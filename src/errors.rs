use serde::Deserialize;
use serde::Serialize;
use thiserror::Error;

/// Represents all possible errors in the filelist crate.
#[derive(Error, Debug, Clone, Serialize, Deserialize, PartialEq, Hash, Eq)]
pub enum Error {
    /// Error indicating a failure to read listing data.
    #[error("Failed to read {what}: {how}")]
    Read {
        /// The item that failed to be read.
        what: String,
        /// The reason for the failure.
        how: String,
    },

    /// Error indicating an invalid argument was provided.
    #[error("Invalid argument: {0}")]
    InvalidArgument(String),

    /// Structural error in the listing document. Aborts the current load
    /// only; whatever was merged before the error stays in the tree.
    #[error("Failed to parse {what}: {how}")]
    Parse {
        /// The item that failed to be parse.
        what: String,
        /// The reason for the failure.
        how: String,
    },

    /// The requested directory is not part of the tree.
    #[error("Directory not found: {0}")]
    NotFound(String),

    /// The listing was closed while the operation was running.
    #[error("Operation aborted")]
    Aborted,

    /// The tree could not be materialized because memory ran out.
    #[error("Out of memory")]
    OutOfMemory,

    /// The download queue rejected a request.
    #[error("Queueing failed: {0}")]
    Queue(String),

    /// The peer could not be asked to search. Returned by
    /// [`crate::PeerClient`] implementations.
    #[error("Search failed: {0}")]
    Search(String),

    /// The background worker of a listing could not be started.
    #[error("Failed to start worker: {0}")]
    Spawn(String),
}

impl Error {
    /// Shorthand for a [`Error::Parse`] raised by the listing loader.
    pub(crate) fn parse(how: impl Into<String>) -> Self {
        Error::Parse {
            what: "file list".into(),
            how: how.into(),
        }
    }
}

impl From<quick_xml::Error> for Error {
    fn from(e: quick_xml::Error) -> Self {
        Error::parse(e.to_string())
    }
}

impl From<quick_xml::events::attributes::AttrError> for Error {
    fn from(e: quick_xml::events::attributes::AttrError) -> Self {
        Error::parse(e.to_string())
    }
}

impl From<std::collections::TryReserveError> for Error {
    fn from(_: std::collections::TryReserveError) -> Self {
        Error::OutOfMemory
    }
}
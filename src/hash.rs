use std::fmt::Display;
use std::str::FromStr;

use serde::Deserialize;
use serde::Deserializer;
use serde::Serialize;
use serde::Serializer;
use serde::de;

use crate::errors::Error;

/// Length of the raw digest in bytes.
pub const TTH_BYTES: usize = 24;

/// Length of the base32 text form.
pub const TTH_BASE32_LEN: usize = 39;

const BASE32_ALPHABET: &[u8; 32] = b"ABCDEFGHIJKLMNOPQRSTUVWXYZ234567";

/// Content hash of a shared file. Two files with equal hashes are the same
/// content regardless of name or location.
#[derive(Debug, Clone, Copy, Default, PartialEq, Eq, Hash, PartialOrd, Ord)]
pub struct Tth([u8; TTH_BYTES]);

impl Tth {
    /// Wraps a raw digest.
    pub fn from_bytes(bytes: [u8; TTH_BYTES]) -> Self {
        Self(bytes)
    }

    /// Raw digest bytes.
    pub fn as_bytes(&self) -> &[u8; TTH_BYTES] {
        &self.0
    }

    /// Returns true for the all-zero value used when a peer in compatibility
    /// mode did not send a hash.
    pub fn is_empty(&self) -> bool {
        self.0.iter().all(|b| *b == 0)
    }

    /// Base32 text form as sent on the wire.
    pub fn to_base32(&self) -> String {
        let mut out = String::with_capacity(TTH_BASE32_LEN);
        let mut buffer: u32 = 0;
        let mut bits = 0;
        for byte in self.0 {
            buffer = (buffer << 8) | byte as u32;
            bits += 8;
            while bits >= 5 {
                bits -= 5;
                out.push(BASE32_ALPHABET[((buffer >> bits) & 0x1f) as usize] as char);
            }
        }
        if bits > 0 {
            out.push(BASE32_ALPHABET[((buffer << (5 - bits)) & 0x1f) as usize] as char);
        }
        out
    }
}

impl FromStr for Tth {
    type Err = Error;

    /// Decodes the 39 character base32 form. Lowercase input is accepted;
    /// the three unused bits of the last character must be zero.
    fn from_str(s: &str) -> Result<Self, Self::Err> {
        if s.len() != TTH_BASE32_LEN {
            return Err(Error::InvalidArgument(format!(
                "TTH must be {TTH_BASE32_LEN} characters, got {}",
                s.len()
            )));
        }
        let mut out = [0u8; TTH_BYTES];
        let mut buffer: u32 = 0;
        let mut bits = 0;
        let mut index = 0;
        for c in s.bytes() {
            let value = match c.to_ascii_uppercase() {
                c @ b'A'..=b'Z' => c - b'A',
                c @ b'2'..=b'7' => c - b'2' + 26,
                _ => {
                    return Err(Error::InvalidArgument(format!(
                        "Invalid TTH character '{}'",
                        c as char
                    )));
                }
            };
            buffer = (buffer << 5) | value as u32;
            bits += 5;
            if bits >= 8 {
                bits -= 8;
                if index < TTH_BYTES {
                    out[index] = (buffer >> bits) as u8;
                    index += 1;
                }
            }
        }
        // 39 characters carry three bits more than the digest
        if buffer & ((1 << bits) - 1) != 0 {
            return Err(Error::InvalidArgument(format!(
                "TTH {s} has trailing bits set"
            )));
        }
        Ok(Tth(out))
    }
}

impl Display for Tth {
    fn fmt(&self, f: &mut std::fmt::Formatter<'_>) -> std::fmt::Result {
        f.write_str(&self.to_base32())
    }
}

impl Serialize for Tth {
    fn serialize<S: Serializer>(&self, serializer: S) -> Result<S::Ok, S::Error> {
        serializer.serialize_str(&self.to_base32())
    }
}

impl<'de> Deserialize<'de> for Tth {
    fn deserialize<D: Deserializer<'de>>(deserializer: D) -> Result<Self, D::Error> {
        let s = String::deserialize(deserializer)?;
        s.parse().map_err(de::Error::custom)
    }
}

**Problem to solve**
Recopy the whole listing exactly.

**Exercise output**
filename src/errors.rs
use serde::Deserialize;
use serde::Serialize;
use thiserror::Error;

/// Represents all possible errors in the filelist crate.
#[derive(Error, Debug, Clone, Serialize, Deserialize, PartialEq, Hash, Eq)]
pub enum Error {
    /// Error indicating a failure to read listing data.
    #[error("Failed to read {what}: {how}")]
    Read {
        /// The item that failed to be read.
        what: String,
        /// The reason for the failure.
        how: String,
    },

    /// Error indicating an invalid argument was provided.
    #[error("Invalid argument: {0}")]
    InvalidArgument(String),

    /// Structural error in the listing document. Aborts the current load
    /// only; whatever was merged before the error stays in the tree.
    #[error("Failed to parse {what}: {how}")]
    Parse {
        /// The item that failed to be parse.
        what: String,
        /// The reason for the failure.
        how: String,
    },

    /// The requested directory is not part of the tree.
    #[error("Directory not found: {0}")]
    NotFound(String),

    /// The listing was closed while the operation was running.
    #[error("Operation aborted")]
    Aborted,

    /// The tree could not be materialized because memory ran out.
    #[error("Out of memory")]
    OutOfMemory,

    /// The download queue rejected a request.
    #[error("Queueing failed: {0}")]
    Queue(String),

    /// The peer could not be asked to search. Returned by
    /// [`crate::PeerClient`] implementations.
    #[error("Search failed: {0}")]
    Search(String),

    /// The background worker of a listing could not be started.
    #[error("Failed to start worker: {0}")]
    Spawn(String),
}

impl Error {
    /// Shorthand for a [`Error::Parse`] raised by the listing loader.
    pub(crate) fn parse(how: impl Into<String>) -> Self {
        Error::Parse {
            what: "file list".into(),
            how: how.into(),
        }
    }
}

impl From<quick_xml::Error> for Error {
    fn from(e: quick_xml::Error) -> Self {
        Error::parse(e.to_string())
    }
}

impl From<quick_xml::events::attributes::AttrError> for Error {
    fn from(e: quick_xml::events::attributes::AttrError) -> Self {
        Error::parse(e.to_string())
    }
}

impl From<std::collections::TryReserveError> for Error {
    fn from(_: std::collections::TryReserveError) -> Self {
        Error::OutOfMemory
    }
}
filename src/hash.rs
use std::fmt::Display;
use std::str::FromStr;

use serde::Deserialize;
use serde::Deserializer;
use serde::Serialize;
use serde::Serializer;
use serde::de;

use crate::errors::Error;

/// Length of the raw digest in bytes.
pub const TTH_BYTES: usize = 24;

/// Length of the base32 text form.
pub const TTH_BASE32_LEN: usize = 39;

const BASE32_ALPHABET: &[u8; 32] = b"ABCDEFGHIJKLMNOPQRSTUVWXYZ234567";

/// Content hash of a shared file. Two files with equal hashes are the same
/// content regardless of name or location.
#[derive(Debug, Clone, Copy, Default, PartialEq, Eq, Hash, PartialOrd, Ord)]
pub struct Tth([u8; TTH_BYTES]);

impl Tth {
    /// Wraps a raw digest.
    pub fn from_bytes(bytes: [u8; TTH_BYTES]) -> Self {
        Self(bytes)
    }

    /// Raw digest bytes.
    pub fn as_bytes(&self) -> &[u8; TTH_BYTES] {
        &self.0
    }

    /// Returns true for the all-zero value used when a peer in compatibility
    /// mode did not send a hash.
    pub fn is_empty(&self) -> bool {
        self.0.iter().all(|b| *b == 0)
    }

    /// Base32 text form as sent on the wire.
    pub fn to_base32(&self) -> String {
        let mut out = String::with_capacity(TTH_BASE32_LEN);
        let mut buffer: u32 = 0;
        let mut bits = 0;
        for byte in self.0 {
            buffer = (buffer << 8) | byte as u32;
            bits += 8;
            while bits >= 5 {
                bits -= 5;
                out.push(BASE32_ALPHABET[((buffer >> bits) & 0x1f) as usize] as char);
            }
        }
        if bits > 0 {
            out.push(BASE32_ALPHABET[((buffer << (5 - bits)) & 0x1f) as usize] as char);
        }
        out
    }
}

impl FromStr for Tth {
    type Err = Error;

    /// Decodes the 39 character base32 form. Lowercase input is accepted;
    /// the three unused bits of the last character must be zero.
    fn from_str(s: &str) -> Result<Self, Self::Err> {
        if s.len() != TTH_BASE32_LEN {
            return Err(Error::InvalidArgument(format!(
                "TTH must be {TTH_BASE32_LEN} characters, got {}",
                s.len()
            )));
        }
        let mut out = [0u8; TTH_BYTES];
        let mut buffer: u32 = 0;
        let mut bits = 0;
        let mut index = 0;
        for c in s.bytes() {
            let value = match c.to_ascii_uppercase() {
                c @ b'A'..=b'Z' => c - b'A',
                c @ b'2'..=b'7' => c - b'2' + 26,
                _ => {
                    return Err(Error::InvalidArgument(format!(
                        "Invalid TTH character '{}'",
                        c as char
                    )));
                }
            };
            buffer = (buffer << 5) | value as u32;
            bits += 5;
            if bits >= 8 {
                bits -= 8;
                if index < TTH_BYTES {
                    out[index] = (buffer >> bits) as u8;
                    index += 1;
                }
            }
        }
        // 39 characters carry three bits more than the digest
        if buffer & ((1 << bits) - 1) != 0 {
            return Err(Error::InvalidArgument(format!(
                "TTH {s} has trailing bits set"
            )));
        }
        Ok(Tth(out))
    }
}

impl Display for Tth {
    fn fmt(&self, f: &mut std::fmt::Formatter<'_>) -> std::fmt::Result {
        f.write_str(&self.to_base32())
    }
}

impl Serialize for Tth {
    fn serialize<S: Serializer>(&self, serializer: S) -> Result<S::Ok, S::Error> {
        serializer.serialize_str(&self.to_base32())
    }
}

impl<'de> Deserialize<'de> for Tth {
    fn deserialize<D: Deserializer<'de>>(deserializer: D) -> Result<Self, D::Error> {
        let s = String::deserialize(deserializer)?;
        s.parse().map_err(de::Error::custom)
    }
}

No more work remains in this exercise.